_What to do_
Would you copy all lines in the data that contain the word "fired"?

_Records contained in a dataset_

#[cfg(test)]
mod tests {
    use super::*;
    use crate::types::angle_of;

    fn angle_diff(a: f32, b: f32) -> f32 {
        (a - b + 540.0).rem_euclid(360.0) - 180.0
    }

    #[test]
    fn test_ring_single_slot_points_at_aim() {
        let ring = Ring::new(50.0, 1).unwrap().with_aim(37.0).unwrap();
        assert_eq!(ring.angle(0), 37.0);
        let fan = Ring::new(50.0, 1)
            .unwrap()
            .with_aim(-30.0)
            .unwrap()
            .with_width(30.0)
            .unwrap();
        assert_eq!(fan.angle(0), -30.0);
    }

    #[test]
    fn test_ring_four_slots() {
        let ring = Ring::new(50.0, 4).unwrap();
        let angles: Vec<f32> = (0..4).map(|i| ring.angle(i)).collect();
        assert_eq!(angles, vec![0.0, 90.0, 180.0, 270.0]);
        let (offset, dir) = ring.slot(1, 0.0);
        assert!((offset - Vec2::new(0.0, 50.0)).length() < 1e-3);
        assert!((dir - Vec2::new(0.0, 1.0)).length() < 1e-5);
    }

    #[test]
    fn test_ring_fan_covers_arc_edges() {
        let ring = Ring::new(0.0, 5)
            .unwrap()
            .with_aim(45.0)
            .unwrap()
            .with_width(90.0)
            .unwrap();
        assert_eq!(ring.angle(0), 0.0);
        assert_eq!(ring.angle(2), 45.0);
        assert_eq!(ring.angle(4), 90.0);
    }

    #[test]
    fn test_ring_index_wraps() {
        let ring = Ring::new(250.0, 8).unwrap();
        assert_eq!(ring.angle(9), ring.angle(1));
    }

    #[test]
    fn test_ring_rejects_zero_count() {
        assert_eq!(Ring::new(10.0, 0), Err(PatternError::ZeroRingCount));
    }

    #[test]
    fn test_ring_from_json_defaults() {
        let ring: Ring = serde_json::from_str(r#"{"radius": 50, "count": 18}"#).unwrap();
        assert_eq!(ring.aim(), 0.0);
        assert_eq!(ring.width(), 360.0);
        let bad = serde_json::from_str::<Ring>(r#"{"radius": 50, "count": 0}"#);
        assert!(bad.is_err());
    }

    #[test]
    fn test_heartbeat_parse_errors() {
        assert_eq!(Heartbeat::new(1.0, ""), Err(PatternError::EmptyHeartbeat));
        assert_eq!(
            Heartbeat::new(1.0, "#x.."),
            Err(PatternError::UnknownBeatSymbol('x'))
        );
        assert_eq!(
            Heartbeat::new(0.0, "#..."),
            Err(PatternError::InvalidPeriod(0.0))
        );
    }

    #[test]
    fn test_heartbeat_slots() {
        let hb = Heartbeat::new(1.0, "#.......#.......").unwrap();
        assert_eq!(hb.len(), 16);
        assert!(hb.fires_at(0.0));
        assert!(hb.fires_at(0.06));
        assert!(!hb.fires_at(0.07));
        assert!(hb.fires_at(0.52));
        assert!(hb.fires_at(1.01));
    }

    #[test]
    fn test_heartbeat_fires_once_per_slot() {
        let mut hb = Heartbeat::new(1.0, "#.......#.......").unwrap();
        let dt = 1.0 / 60.0;
        let mut fired = 0;
        for _ in 0..55 {
            fired += hb.advance(dt);
        }
        assert_eq!(fired, 2);
    }

    #[test]
    fn test_heartbeat_long_frame_counts_every_crossed_slot() {
        let mut hb = Heartbeat::new(1.0, "#...#...#...#...").unwrap();
        assert_eq!(hb.advance(0.01), 1);
        // 2.5 periods later: slots 1..=40 contain ten fire slots
        assert_eq!(hb.advance(2.5), 10);
        assert_eq!(hb.advance(0.001), 0);
    }

    #[test]
    fn test_heartbeat_reset() {
        let mut hb = Heartbeat::new(1.0, "################").unwrap();
        hb.advance(0.5);
        hb.reset();
        assert_eq!(hb.elapsed(), 0.0);
        assert_eq!(hb.advance(0.0), 1);
    }

    #[test]
    fn test_source_volley_uses_ring_modulo() {
        let source = BulletSource::new(
            16,
            Ring::new(250.0, 8).unwrap(),
            Heartbeat::new(1.0, "#...").unwrap(),
        )
        .unwrap();
        let volley = source.volley();
        assert_eq!(volley.len(), 16);
        assert_eq!(volley[3], volley[11]);
    }

    #[test]
    fn test_source_aim_and_rotation_turn_the_ring() {
        let mut source = BulletSource::new(
            1,
            Ring::new(10.0, 1).unwrap(),
            Heartbeat::new(1.0, "#").unwrap(),
        )
        .unwrap()
        .with_aim(10.0);
        source.rotation = 20.0;
        let (_, dir) = source.volley()[0];
        assert!(angle_diff(angle_of(dir), 30.0).abs() < 1e-3);
    }

    #[test]
    fn test_source_fire_gated_by_heartbeat() {
        let mut source = BulletSource::new(
            4,
            Ring::new(50.0, 4).unwrap(),
            Heartbeat::new(1.0, "#.......#.......").unwrap(),
        )
        .unwrap();
        assert_eq!(source.fire(1.0 / 60.0).len(), 4);
        assert!(source.fire(1.0 / 60.0).is_empty());
    }

    #[test]
    fn test_source_rejects_zero_bullets() {
        let result = BulletSource::new(
            0,
            Ring::new(50.0, 4).unwrap(),
            Heartbeat::new(1.0, "#").unwrap(),
        );
        assert_eq!(result, Err(PatternError::ZeroBullets));
    }

    mod proptests {
        use super::*;
        use proptest::prelude::*;

        proptest! {
            #[test]
            fn single_slot_ring_points_exactly_at_aim(
                radius in 0.0f32..500.0,
                aim in -360.0f32..360.0,
                width in 0.0f32..360.0,
            ) {
                let ring = Ring::new(radius, 1).unwrap()
                    .with_aim(aim).unwrap()
                    .with_width(width).unwrap();
                prop_assert_eq!(ring.angle(0), aim);
            }

            #[test]
            fn full_ring_is_evenly_spaced_and_balanced(
                radius in 1.0f32..500.0,
                count in 2u32..64,
                aim in -180.0f32..180.0,
            ) {
                let ring = Ring::new(radius, count).unwrap().with_aim(aim).unwrap();
                let step = 360.0 / count as f32;
                let mut sum = Vec2::ZERO;
                for i in 0..count {
                    let next = ring.angle((i + 1) % count);
                    let gap = (next - ring.angle(i)).rem_euclid(360.0);
                    prop_assert!((gap - step).abs() < 1e-2);
                    sum += ring.direction(i, 0.0);
                }
                prop_assert!(sum.length() < 1e-3);
            }

            #[test]
            fn heartbeat_is_periodic(
                period in 0.1f32..4.0,
                pattern in "[#.]{1,32}",
                slot in 0u64..64,
                frac in 0.1f32..0.9,
            ) {
                let hb = Heartbeat::new(period, &pattern).unwrap();
                let t = (slot as f32 + frac) * period / hb.len() as f32;
                prop_assert_eq!(hb.fires_at(t), hb.fires_at(t + period));
            }
        }
    }
}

_Response below_
        let mut fired = 0;
            fired += hb.advance(dt);
        assert_eq!(fired, 2);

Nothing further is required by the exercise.